Chattopadhyay's tale begins with a 1993 expedition through the dense rain forests of the Andamans to visit the Onge tribe. The biologist noticed that, although the Onge were surrounded by mosquitoes, none caught malaria. Befriending the tribe, Chattopadhyay was led into one of the Onge's smoky, beehive-shaped huts and shown a pot containing a bitter, medicinal brew. He was given several of the plants that went into the potion. Back in his laboratory in the Andaman town of Port Blair, he came upon what he claims was a remarkable discovery: two of the plants contained anti-fever properties and a third reduced the number of malarial parasites in infected human blood. Chattopadhyay soon had a chance to test the Onge's medicine. After several jungle visits, he came down with malarial fever. He swallowed juice from the extract and was cured in three days; his fever has not resurfaced. He also asked local doctors to experiment on patients suffering from other strains of malaria, including falciparum, which can be fatal. Again the brew appeared to be effective on each of the seven patients treated.
Although the test group was too small to be conclusive, the findings were encouraging. A remedy for malaria might be worth hundreds of millions of dollars to a pharmaceutical company. The disease kills more than 2 million people a year, mainly in the sweltering latitudes of Africa, Asia and Latin America. The biologist envisioned himself becoming famous and rich; he also envisioned, he now says, that some of the royalties would go to protect the Onge. Fewer than 100 tribesmen survive, and their habitat is vanishing. Onge means "the perfect men" in the tribe's language, and for perhaps 1,000 years such faith in their uniqueness was unshakable. The biologist hoped profits from the Onge's formula could help the tribe safeguard its primitive paradise. Says Samir Acharya, a social activist and friend: "As protectors of biodiversity, he felt that the Onge deserved some reward."

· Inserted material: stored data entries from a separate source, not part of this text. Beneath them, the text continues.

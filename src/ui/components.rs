//! Reusable UI components
//!
//! Standalone widgets shared by the header and the views: the search
//! input, chips/badges, link-styled labels, and date formatting.

use crate::theme;
use eframe::egui;

/// Search input with icon, hint text, and a submit button shown while the
/// term is non-empty. Returns true when submitted (Enter or button) with a
/// non-empty trimmed term.
pub fn search_input(
    ui: &mut egui::Ui,
    id_salt: &str,
    term: &mut String,
    focus: &mut bool,
) -> bool {
    let mut submitted = false;

    egui::Frame::new()
        .fill(theme::BG_INPUT)
        .stroke(egui::Stroke::new(theme::STROKE_DEFAULT, theme::BORDER_SUBTLE))
        .corner_radius(theme::RADIUS_DEFAULT)
        .inner_margin(egui::Margin::symmetric(8, 6))
        .show(ui, |ui| {
            ui.spacing_mut().item_spacing.x = 4.0;
            ui.horizontal(|ui| {
                ui.add(
                    egui::Label::new(
                        egui::RichText::new(egui_phosphor::regular::MAGNIFYING_GLASS)
                            .size(14.0)
                            .color(theme::TEXT_DIM),
                    )
                    .selectable(false),
                );

                // Reserve room for the submit button while it is visible
                let button_room = if term.is_empty() { 0.0 } else { 72.0 };
                let search_id = ui.make_persistent_id(id_salt);
                let response = ui.add(
                    egui::TextEdit::singleline(term)
                        .id(search_id)
                        .hint_text("Search packages...")
                        .frame(false)
                        .desired_width(ui.available_width() - button_room),
                );
                if *focus {
                    *focus = false;
                    response.request_focus();
                }
                if response.lost_focus()
                    && ui.input(|i| i.key_pressed(egui::Key::Enter))
                    && !term.trim().is_empty()
                {
                    submitted = true;
                }

                if !term.is_empty() {
                    ui.with_layout(egui::Layout::right_to_left(egui::Align::Center), |ui| {
                        if ui.add(theme::button_accent("Search")).clicked()
                            && !term.trim().is_empty()
                        {
                            submitted = true;
                        }
                    });
                }
            });
        });

    submitted
}

/// Small rounded pill with custom colors
pub fn chip(ui: &mut egui::Ui, text: &str, bg: egui::Color32, fg: egui::Color32) {
    egui::Frame::new()
        .fill(bg)
        .corner_radius(theme::RADIUS_CHIP)
        .inner_margin(egui::Margin::symmetric(8, 3))
        .show(ui, |ui| {
            ui.add(
                egui::Label::new(
                    egui::RichText::new(text)
                        .size(theme::FONT_SMALL)
                        .color(fg),
                )
                .selectable(false),
            );
        });
}

pub fn keyword_chip(ui: &mut egui::Ui, text: &str) {
    chip(ui, text, theme::CHIP_KEYWORD_BG, theme::CHIP_KEYWORD_TEXT);
}

pub fn version_badge(ui: &mut egui::Ui, version: &str) {
    chip(
        ui,
        &format!("v{version}"),
        theme::BADGE_VERSION_BG,
        theme::BADGE_VERSION_TEXT,
    );
}

/// Accent-colored clickable label, used for package-name links
pub fn link_label(ui: &mut egui::Ui, text: egui::RichText) -> egui::Response {
    let response = ui.add(
        egui::Label::new(text.color(theme::ACCENT))
            .sense(egui::Sense::click())
            .selectable(false),
    );
    if response.hovered() {
        ui.ctx().set_cursor_icon(egui::CursorIcon::PointingHand);
    }
    response
}

/// Icon + label row in muted text, for metadata lines
pub fn meta_item(ui: &mut egui::Ui, icon: &str, text: &str) {
    ui.add(
        egui::Label::new(
            egui::RichText::new(format!("{icon}  {text}"))
                .size(theme::FONT_LABEL)
                .color(theme::TEXT_MUTED),
        )
        .selectable(false),
    );
}

/// Format an RFC 3339 registry timestamp as e.g. "Mar 21, 2018",
/// returning "N/A" for missing or unparseable dates
pub fn format_date(date: Option<&str>) -> String {
    date.and_then(|d| chrono::DateTime::parse_from_rfc3339(d).ok())
        .map(|d| d.format("%b %-d, %Y").to_string())
        .unwrap_or_else(|| "N/A".to_string())
}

It was not to be. Chattopadhyay discovered that a superior at his government-run research center had planned to file a patent application in his own name for the malaria cure. When the superior demanded that the biologist reveal the plant names, he refused. Back in Port Blair, his boss, Subhash K. Saigal, dismisses the biologist's claims. He contends that the research was still at a preliminary, laboratory stage. "That young scientist got over-excited," Saigal says. Chattopadhyay himself concedes it's possible that the Onge, like some African tribes, may possess a mutant sickle-shaped gene that provides them with immunity from malaria. But authorities won't allow him to return to the Onge's remote home to conduct any further tests.